Exhibit 1 shows a time series of USDCAD against the 1 month future price of crude (January 1, 1990 - March 7, 2011)
Exhibit 1
Exhibit 2 is a scatter plot of USD/CAD against the price of crude with a stylized regression to show the relationship when crude is less than $100 per barrel and above $100 per barrel (where I argue that the relationship breaks down).
Exhibit 2
For the sake of a bit of rigour, here are the regression figures (Exhibit 3 & 4):
The relationship in the regression is lagged for the independent variable, 1 month NYMEX Crude Oil Futures, a commonly followed measure for followers of crude oil in North America.
Exhibit 3: When Oil <= 100/barrel
To add some nuance, here are the regressions since 2000.
Exhibit 5: A stronger CAD - Oil relationship.
Takeaway for CAD for the remainder of 2011.
Over the past fortnight, we have witnessed tensions in the Middle East erupt with a long overdue exercising of democracy in Tunisia and Egypt, and the attempted ousting of a despot, Mohammar Quadaffi, and the subsequent entrenchment of civil war in Libya. Naturally, this has meant uncertainty in the flow of Libya’s sweet crude to Europe – hence the spike in North Sea Brent. WTI, the North American benchmark, has decoupled from Brent but has not been immune to speculation – this has meant a strengthening CAD in the past and is witness today of CAD highs against USD last seen in 2007.
Rationale for a strong Canadian dollar for the remainder of 2011 is based on robust economic growth in the domestic economy – the Bank of Canada is counting on GDP growth to come from business investment and a closing of the output gap by the end of 2012 – combined with short-run crude oil supply shortages out of the Middle East creating a demand induced supply shock that is in the short-run a positive for both the Canadian dollar generally and the resource exporting provinces of Canada – and Canadian GDP in aggregate.

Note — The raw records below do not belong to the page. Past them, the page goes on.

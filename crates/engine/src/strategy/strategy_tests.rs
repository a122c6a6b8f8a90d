// SPDX-License-Identifier: BUSL-1.1
// Copyright (c) 2026 Alfred Jean LLC

use super::*;
use indexmap::IndexMap;
use std::path::PathBuf;
use strata_broker::MemoryCluster;
use strata_core::{Value, Version};

fn declaration(operation: OperationKind, topic: &str) -> MigrationDeclaration {
    MigrationDeclaration {
        version: Version::new(1).unwrap(),
        operation,
        notes: None,
        resource_name: topic.to_string(),
        partitions: None,
        replication_factor: None,
        config: IndexMap::new(),
        source_path: PathBuf::from("v0001_test.yaml"),
    }
}

fn create_topic(cluster: &MemoryCluster, name: &str, partitions: u32, factor: u16) {
    let mut decl = declaration(OperationKind::Create, name);
    decl.partitions = Some(partitions);
    decl.replication_factor = Some(factor);
    Strategy::of(&decl).execute(&decl, cluster).unwrap();
}

#[test]
fn of_maps_operation_kinds() {
    assert_eq!(
        Strategy::of(&declaration(OperationKind::Create, "t")),
        Strategy::Create
    );
    assert_eq!(
        Strategy::of(&declaration(OperationKind::Patch, "t")),
        Strategy::Patch
    );
    assert_eq!(
        Strategy::of(&declaration(OperationKind::Remove, "t")),
        Strategy::Remove
    );
}

#[test]
fn create_builds_topic_with_declared_shape() {
    let cluster = MemoryCluster::new(1);
    let mut decl = declaration(OperationKind::Create, "orders");
    decl.partitions = Some(2);
    decl.replication_factor = Some(1);
    decl.config
        .insert("compression.type".to_string(), Value::plain("snappy"));

    Strategy::of(&decl).execute(&decl, &cluster).unwrap();

    let description = cluster.describe_topic("orders").unwrap().unwrap();
    assert_eq!(description.partition_count(), 2);
    assert_eq!(description.config["compression.type"], "snappy");
}

#[test]
fn create_converts_config_to_machine_strings() {
    let cluster = MemoryCluster::new(1);
    let mut decl = declaration(OperationKind::Create, "orders");
    decl.config
        .insert("retention.ms".to_string(), Value::converted("1day", 86_400_000i64));

    Strategy::of(&decl).execute(&decl, &cluster).unwrap();

    let description = cluster.describe_topic("orders").unwrap().unwrap();
    assert_eq!(description.config["retention.ms"], "86400000");
}

#[test]
fn create_of_existing_topic_fails() {
    let cluster = MemoryCluster::new(1);
    create_topic(&cluster, "orders", 1, 1);

    let decl = declaration(OperationKind::Create, "orders");
    let err = Strategy::of(&decl).execute(&decl, &cluster).unwrap_err();
    assert!(matches!(err, ExecuteError::Create { .. }));
    assert!(err.to_string().contains("already exists"));
}

#[test]
fn patch_increases_partitions() {
    let cluster = MemoryCluster::new(1);
    create_topic(&cluster, "orders", 2, 1);

    let mut decl = declaration(OperationKind::Patch, "orders");
    decl.partitions = Some(4);
    Strategy::of(&decl).execute(&decl, &cluster).unwrap();

    let description = cluster.describe_topic("orders").unwrap().unwrap();
    assert_eq!(description.partition_count(), 4);
}

#[test]
fn patch_partition_decrease_is_rejected_by_admin_layer() {
    let cluster = MemoryCluster::new(1);
    create_topic(&cluster, "orders", 4, 1);

    let mut decl = declaration(OperationKind::Patch, "orders");
    decl.partitions = Some(2);
    let err = Strategy::of(&decl).execute(&decl, &cluster).unwrap_err();
    assert!(matches!(err, ExecuteError::Patch { .. }));
    assert!(err.to_string().contains("increased"));
}

#[test]
fn patch_replication_factor_over_broker_count_fails_before_reassigning() {
    let cluster = MemoryCluster::new(2);
    create_topic(&cluster, "orders", 2, 1);
    let before = cluster.describe_topic("orders").unwrap().unwrap();

    let mut decl = declaration(OperationKind::Patch, "orders");
    decl.replication_factor = Some(3);
    let err = Strategy::of(&decl).execute(&decl, &cluster).unwrap_err();

    assert!(matches!(err, ExecuteError::Patch { .. }));
    assert!(err.to_string().contains("replication factor"));
    // no reassignment was issued
    let after = cluster.describe_topic("orders").unwrap().unwrap();
    assert_eq!(before.partitions, after.partitions);
}

#[test]
fn patch_grows_replication_factor() {
    let cluster = MemoryCluster::new(3);
    create_topic(&cluster, "orders", 2, 1);

    let mut decl = declaration(OperationKind::Patch, "orders");
    decl.replication_factor = Some(3);
    Strategy::of(&decl).execute(&decl, &cluster).unwrap();

    let description = cluster.describe_topic("orders").unwrap().unwrap();
    assert!(description.partitions.iter().all(|p| p.replicas.len() == 3));
}

#[test]
fn patch_shrinks_replication_factor_keeping_leader() {
    let cluster = MemoryCluster::new(3);
    create_topic(&cluster, "orders", 2, 3);
    let before = cluster.describe_topic("orders").unwrap().unwrap();

    let mut decl = declaration(OperationKind::Patch, "orders");
    decl.replication_factor = Some(1);
    Strategy::of(&decl).execute(&decl, &cluster).unwrap();

    let after = cluster.describe_topic("orders").unwrap().unwrap();
    for (prior, shrunk) in before.partitions.iter().zip(after.partitions.iter()) {
        assert_eq!(shrunk.replicas, vec![prior.replicas[0]]);
    }
}

#[test]
fn patch_replication_of_missing_topic_fails() {
    let cluster = MemoryCluster::new(3);
    let mut decl = declaration(OperationKind::Patch, "ghost");
    decl.replication_factor = Some(2);
    let err = Strategy::of(&decl).execute(&decl, &cluster).unwrap_err();
    assert!(err.to_string().contains("does not exist"));
}

#[test]
fn patch_merges_config_entries() {
    let cluster = MemoryCluster::new(1);
    let mut create = declaration(OperationKind::Create, "orders");
    create
        .config
        .insert("compression.type".to_string(), Value::plain("lz4"));
    Strategy::of(&create).execute(&create, &cluster).unwrap();

    let mut patch = declaration(OperationKind::Patch, "orders");
    patch
        .config
        .insert("retention.bytes".to_string(), Value::plain(1024));
    Strategy::of(&patch).execute(&patch, &cluster).unwrap();

    let description = cluster.describe_topic("orders").unwrap().unwrap();
    assert_eq!(description.config.len(), 2);
    assert_eq!(description.config["compression.type"], "lz4");
    assert_eq!(description.config["retention.bytes"], "1024");
}

#[test]
fn patch_with_no_fields_is_a_no_op() {
    let cluster = MemoryCluster::new(1);
    create_topic(&cluster, "orders", 2, 1);
    let before = cluster.describe_topic("orders").unwrap().unwrap();

    let decl = declaration(OperationKind::Patch, "orders");
    Strategy::of(&decl).execute(&decl, &cluster).unwrap();

    let after = cluster.describe_topic("orders").unwrap().unwrap();
    assert_eq!(before, after);
}

#[test]
fn remove_deletes_existing_topic() {
    let cluster = MemoryCluster::new(1);
    create_topic(&cluster, "orders", 1, 1);

    let decl = declaration(OperationKind::Remove, "orders");
    Strategy::of(&decl).execute(&decl, &cluster).unwrap();

    assert!(cluster.describe_topic("orders").unwrap().is_none());
}

#[test]
fn remove_of_missing_topic_fails_without_deleting() {
    let cluster = MemoryCluster::new(1);
    let decl = declaration(OperationKind::Remove, "ghost");
    let err = Strategy::of(&decl).execute(&decl, &cluster).unwrap_err();
    assert!(matches!(err, ExecuteError::Remove { .. }));
    assert!(err.to_string().contains("does not exist"));
}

Trees don’t grow to the sky and neither can CAD.
As shown in Exhibits 3-5 when Oil has exceeded USD 100/barrel the relationship breaks down.
Is CAD strength a drag on non resource exports? I believe so. This could be due to greater demand elasticity for manufactured goods; the idea of higher resource costs acting as a tax and reducing consumption in the U.S. when Americans confront $4 a gallon gasoline. Moreover, a persistently stronger CAD makes Canada’s exports uncompetitive which is untenable given the country's long running productivity challenges. But these inputs work their way through to the macroeconomic numbers with a lag. The entry of 2 billion consumers – and their demand for the spoils of Western style consumerism – dispersed amongst the BRICs simply complicate matters.
FX cannot be seen exclusively through the prism of an an equilibrium value – as strict disciples of neo-classical economics are wont to do, hence their advocacy of a random walk – any forecast of a currency pair must take into account short, medium and long term factors. In relation to USD, those short and medium term factors weigh heavily in CAD's favour.
USD remains a safe haven and is viewed as such when the risk off (risk aversion) trade is in favour but… all signs point toward USD weakness in 2011:
- real long term interest rate differentials;
- risk appetite;
- trend following;
- current account deficits;
- ability to reduce FED balance sheet to ward off nascent inflationary pressures;
- a viable and realistic fiscal plan;
- budget challenges at the state and municipal level are negative to USD.
If the United States were any other country then there would have been a massive USD devaluation by now; the strong dollar policy is a convenient fiction and accusing China of currency manipulation – however warranted
– won’t make America’s fiscal challenge disappear.